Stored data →
============

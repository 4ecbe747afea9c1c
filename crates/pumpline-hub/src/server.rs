//! Client-facing HTTP server using axum.

use std::net::SocketAddr;
use std::sync::atomic::{AtomicUsize, Ordering};
use std::sync::Arc;

use axum::extract::ws::{Message, WebSocket, WebSocketUpgrade};
use axum::extract::State;
use axum::http::StatusCode;
use axum::response::{IntoResponse, Json, Response};
use axum::routing::get;
use axum::Router;
use futures_util::stream::StreamExt;
use futures_util::SinkExt;
use serde::Serialize;
use tokio::sync::mpsc;
use tracing::{debug, info, warn};

use crate::config::ServerConfig;
use crate::hub::BroadcastHub;
use crate::sink::ChannelSink;
use crate::types::CounterPayload;

/// Bounded pool of WebSocket client slots.
///
/// A claimed slot lives as long as its guard, so the count tracks open
/// connections exactly even when the handler exits early.
pub struct ClientSlots {
    active: AtomicUsize,
    limit: usize,
}

impl ClientSlots {
    pub fn new(limit: usize) -> Arc<Self> {
        Arc::new(Self {
            active: AtomicUsize::new(0),
            limit,
        })
    }

    pub fn try_claim(self: &Arc<Self>) -> Option<SlotGuard> {
        self.active
            .fetch_update(Ordering::AcqRel, Ordering::Acquire, |n| {
                (n < self.limit).then_some(n + 1)
            })
            .ok()
            .map(|_| SlotGuard {
                slots: Arc::clone(self),
            })
    }

    pub fn active(&self) -> usize {
        self.active.load(Ordering::Relaxed)
    }
}

pub struct SlotGuard {
    slots: Arc<ClientSlots>,
}

impl Drop for SlotGuard {
    fn drop(&mut self) {
        self.slots.active.fetch_sub(1, Ordering::Release);
    }
}

/// Shared application state for axum handlers.
#[derive(Clone)]
pub struct AppState {
    hub: Arc<BroadcastHub>,
    client_slots: Arc<ClientSlots>,
    config: ServerConfig,
}

impl AppState {
    pub fn new(hub: Arc<BroadcastHub>, config: ServerConfig) -> Self {
        Self {
            hub,
            client_slots: ClientSlots::new(config.max_connections),
            config,
        }
    }
}

/// Create the axum router.
pub fn create_router(state: AppState) -> Router {
    Router::new()
        .route("/api/state", get(get_state))
        .route("/ws", get(ws_handler))
        .with_state(state)
}

#[derive(Debug, Serialize)]
struct StateResponse {
    token: Option<String>,
    counters: CounterPayload,
}

/// Current token and counters as JSON.
async fn get_state(State(state): State<AppState>) -> Json<StateResponse> {
    let counters = CounterPayload::from(&state.hub.last_state());
    Json(StateResponse {
        token: state.hub.active_token(),
        counters,
    })
}

/// WebSocket upgrade handler. The claimed slot rides along into the
/// connection handler and frees itself when the connection ends.
async fn ws_handler(State(state): State<AppState>, ws: WebSocketUpgrade) -> Response {
    let Some(slot) = state.client_slots.try_claim() else {
        warn!(
            active = state.client_slots.active(),
            limit = state.config.max_connections,
            "WebSocket connection limit reached"
        );
        return (StatusCode::SERVICE_UNAVAILABLE, "Too many connections").into_response();
    };

    ws.on_upgrade(move |socket| handle_ws_connection(socket, state, slot))
}

/// Handle a WebSocket connection for its whole lifetime.
///
/// The connection is a sink on the hub: events arrive on a bounded channel
/// filled by `ChannelSink::deliver` and are forwarded to the socket here.
/// The hub replays the active token and current counters during `subscribe`,
/// so a client is up to date before the first live trade arrives.
async fn handle_ws_connection(socket: WebSocket, state: AppState, _slot: SlotGuard) {
    info!(
        clients = state.client_slots.active(),
        "New WebSocket client"
    );

    let (mut sender, mut receiver) = socket.split();

    let (tx, mut rx) = mpsc::channel::<String>(state.config.client_queue_depth);
    let sink_id = state.hub.subscribe(Arc::new(ChannelSink::new(tx)));

    // Drain the client side for close frames; pings are answered by axum.
    let mut incoming_task = tokio::spawn(async move {
        while let Some(result) = receiver.next().await {
            match result {
                Ok(Message::Close(_)) => {
                    debug!("Client sent close frame");
                    break;
                }
                Err(e) => {
                    debug!(error = %e, "WebSocket receive error");
                    break;
                }
                _ => {}
            }
        }
    });

    loop {
        tokio::select! {
            queued = rx.recv() => {
                match queued {
                    Some(json) => {
                        if sender.send(Message::Text(json.into())).await.is_err() {
                            debug!("Failed to send message, client disconnected");
                            break;
                        }
                    }
                    None => {
                        debug!("Hub side of client channel closed");
                        break;
                    }
                }
            }
            _ = &mut incoming_task => {
                debug!("Incoming task completed, closing connection");
                break;
            }
        }
    }

    state.hub.unsubscribe(sink_id);
    info!(
        clients = state.client_slots.active().saturating_sub(1),
        "WebSocket client disconnected"
    );
}

/// Run the client server until the listener fails.
pub async fn run_server(
    hub: Arc<BroadcastHub>,
    config: ServerConfig,
) -> Result<(), Box<dyn std::error::Error + Send + Sync>> {
    let port = config.port;
    let app = create_router(AppState::new(hub, config));

    let addr = SocketAddr::from(([0, 0, 0, 0], port));
    info!(port, "Starting client server");

    let listener = tokio::net::TcpListener::bind(addr).await?;
    axum::serve(listener, app).await?;

    Ok(())
}
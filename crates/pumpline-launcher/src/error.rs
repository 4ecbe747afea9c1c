//! Launcher error types.

use thiserror::Error;

#[derive(Debug, Error)]
pub enum LaunchError {
    #[error("HTTP client error: {0}")]
    HttpClient(String),

    #[error("Token creation rejected: {0}")]
    Rejected(String),

    #[error("Missing field in creation response: {0}")]
    MissingField(String),

    #[error("JSON error: {0}")]
    Json(#[from] serde_json::Error),
}

pub type LaunchResult<T> = Result<T, LaunchError>;
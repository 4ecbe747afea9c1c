//! Client server configuration.

use serde::{Deserialize, Serialize};

/// Configuration for the WebSocket/REST client server.
#[derive(Debug, Clone, Serialize, Deserialize)]
pub struct ServerConfig {
    /// Enable the client server.
    #[serde(default = "default_enabled")]
    pub enabled: bool,
    /// Port to listen on.
    #[serde(default = "default_port")]
    pub port: u16,
    /// Maximum concurrent WebSocket connections.
    #[serde(default = "default_max_connections")]
    pub max_connections: usize,
    /// Per-client outbound queue depth before messages are dropped.
    #[serde(default = "default_client_queue_depth")]
    pub client_queue_depth: usize,
}

fn default_enabled() -> bool {
    true
}

fn default_port() -> u16 {
    8080
}

fn default_max_connections() -> usize {
    64
}

fn default_client_queue_depth() -> usize {
    32
}

impl Default for ServerConfig {
    fn default() -> Self {
        Self {
            enabled: default_enabled(),
            port: default_port(),
            max_connections: default_max_connections(),
            client_queue_depth: default_client_queue_depth(),
        }
    }
}

#[cfg(test)]
mod tests {
    use super::*;

    #[test]
    fn test_defaults_fill_missing_fields() {
        let config: ServerConfig = toml::from_str("port = 9000").unwrap();
        assert!(config.enabled);
        assert_eq!(config.port, 9000);
        assert_eq!(config.max_connections, 64);
        assert_eq!(config.client_queue_depth, 32);
    }
}
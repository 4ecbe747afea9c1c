//! Sink abstraction for hub consumers.
//!
//! A sink receives every published event. Delivery must never block the
//! publisher: implementations either write synchronously (console) or hand
//! the event to a bounded channel with `try_send` (WebSocket clients).

use crate::types::{ClientMessage, CounterPayload, TransactionPayload};
use pumpline_core::{AggregateState, TradeEvent};
use thiserror::Error;
use tokio::sync::mpsc;

/// An event as fanned out by the hub.
#[derive(Debug, Clone, PartialEq)]
pub enum SinkEvent {
    Transaction(TradeEvent),
    CounterUpdate(AggregateState),
    TokenSubscription(String),
}

impl SinkEvent {
    /// The client wire representation of this event.
    pub fn to_client_message(&self) -> ClientMessage {
        match self {
            SinkEvent::Transaction(event) => {
                ClientMessage::Transaction(TransactionPayload::from(event))
            }
            SinkEvent::CounterUpdate(state) => {
                ClientMessage::CounterUpdate(CounterPayload::from(state))
            }
            SinkEvent::TokenSubscription(token) => {
                ClientMessage::TokenSubscription(token.clone())
            }
        }
    }
}

#[derive(Debug, Error)]
pub enum SinkError {
    /// The consumer behind the sink has gone away for good.
    #[error("sink closed")]
    Closed,
    /// The consumer is not keeping up; this delivery is dropped.
    #[error("sink backlogged")]
    Backlogged,
}

/// A destination for published events.
///
/// `deliver` is called from the pipeline task and must return without
/// waiting on the consumer.
pub trait TradeSink: Send + Sync {
    fn deliver(&self, event: &SinkEvent) -> Result<(), SinkError>;
}

/// Channel-backed sink for a single connected client.
///
/// Events are serialized to the client wire format and queued on a bounded
/// channel. A full queue means this client is behind; the event is dropped
/// for this client only.
pub struct ChannelSink {
    tx: mpsc::Sender<String>,
}

impl ChannelSink {
    pub fn new(tx: mpsc::Sender<String>) -> Self {
        Self { tx }
    }
}

impl TradeSink for ChannelSink {
    fn deliver(&self, event: &SinkEvent) -> Result<(), SinkError> {
        let json = serde_json::to_string(&event.to_client_message())
            .map_err(|_| SinkError::Closed)?;
        self.tx.try_send(json).map_err(|e| match e {
            mpsc::error::TrySendError::Full(_) => SinkError::Backlogged,
            mpsc::error::TrySendError::Closed(_) => SinkError::Closed,
        })
    }
}
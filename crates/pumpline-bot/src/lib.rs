//! Application wiring for the pumpline binary.

pub mod app;
pub mod config;
pub mod error;
pub mod logging;

pub use app::{launch_token, run_pipeline, Application};
pub use config::AppConfig;
pub use error::{AppError, AppResult};
pub use logging::init_logging;
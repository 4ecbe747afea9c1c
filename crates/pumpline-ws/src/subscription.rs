//! Single-token subscription management.
//!
//! At most one token is subscribed at a time. Swapping tokens emits an
//! unsubscribe for the previous token followed by a subscribe for the new
//! one, in that order, before any further control traffic.

use crate::control::ControlMessage;
use crate::error::WsResult;
use crate::handle::FeedHandle;
use parking_lot::Mutex;
use tracing::info;

/// Tracks the single active token subscription on the upstream feed.
///
/// The subscription slot has one writer (the owning task); the feed handle
/// takes care of connection-state checks.
pub struct SubscriptionManager {
    handle: FeedHandle,
    active_token: Mutex<Option<String>>,
}

impl SubscriptionManager {
    pub fn new(handle: FeedHandle) -> Self {
        Self {
            handle,
            active_token: Mutex::new(None),
        }
    }

    /// Swap the active token subscription.
    ///
    /// If a different token is currently active, an unsubscribe for it is
    /// sent first. The subscribe message is sent even when `token` is already
    /// active; the upstream treats the duplicate as a no-op and deduplicating
    /// here would change observable control traffic.
    ///
    /// # Errors
    /// `WsError::NotConnected` if the feed connection is not open; the stored
    /// active token is only updated after both sends succeed.
    pub async fn set_active_token(&self, token: &str) -> WsResult<()> {
        let previous = self.active_token.lock().clone();

        if let Some(prev) = previous.filter(|p| p != token) {
            self.handle
                .send_control(ControlMessage::unsubscribe_token_trade(&prev))
                .await?;
            info!(token = %prev, "Unsubscribed from token trades");
        }

        self.handle
            .send_control(ControlMessage::subscribe_token_trade(token))
            .await?;
        *self.active_token.lock() = Some(token.to_string());
        info!(%token, "Subscribed to token trades");

        Ok(())
    }

    /// The currently subscribed token, if any.
    pub fn active_token(&self) -> Option<String> {
        self.active_token.lock().clone()
    }
}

============

From the data, list each line in which the string "behind" appears.

Response below →
    /// The consumer behind the sink has gone away for good.
/// channel. A full queue means this client is behind; the event is dropped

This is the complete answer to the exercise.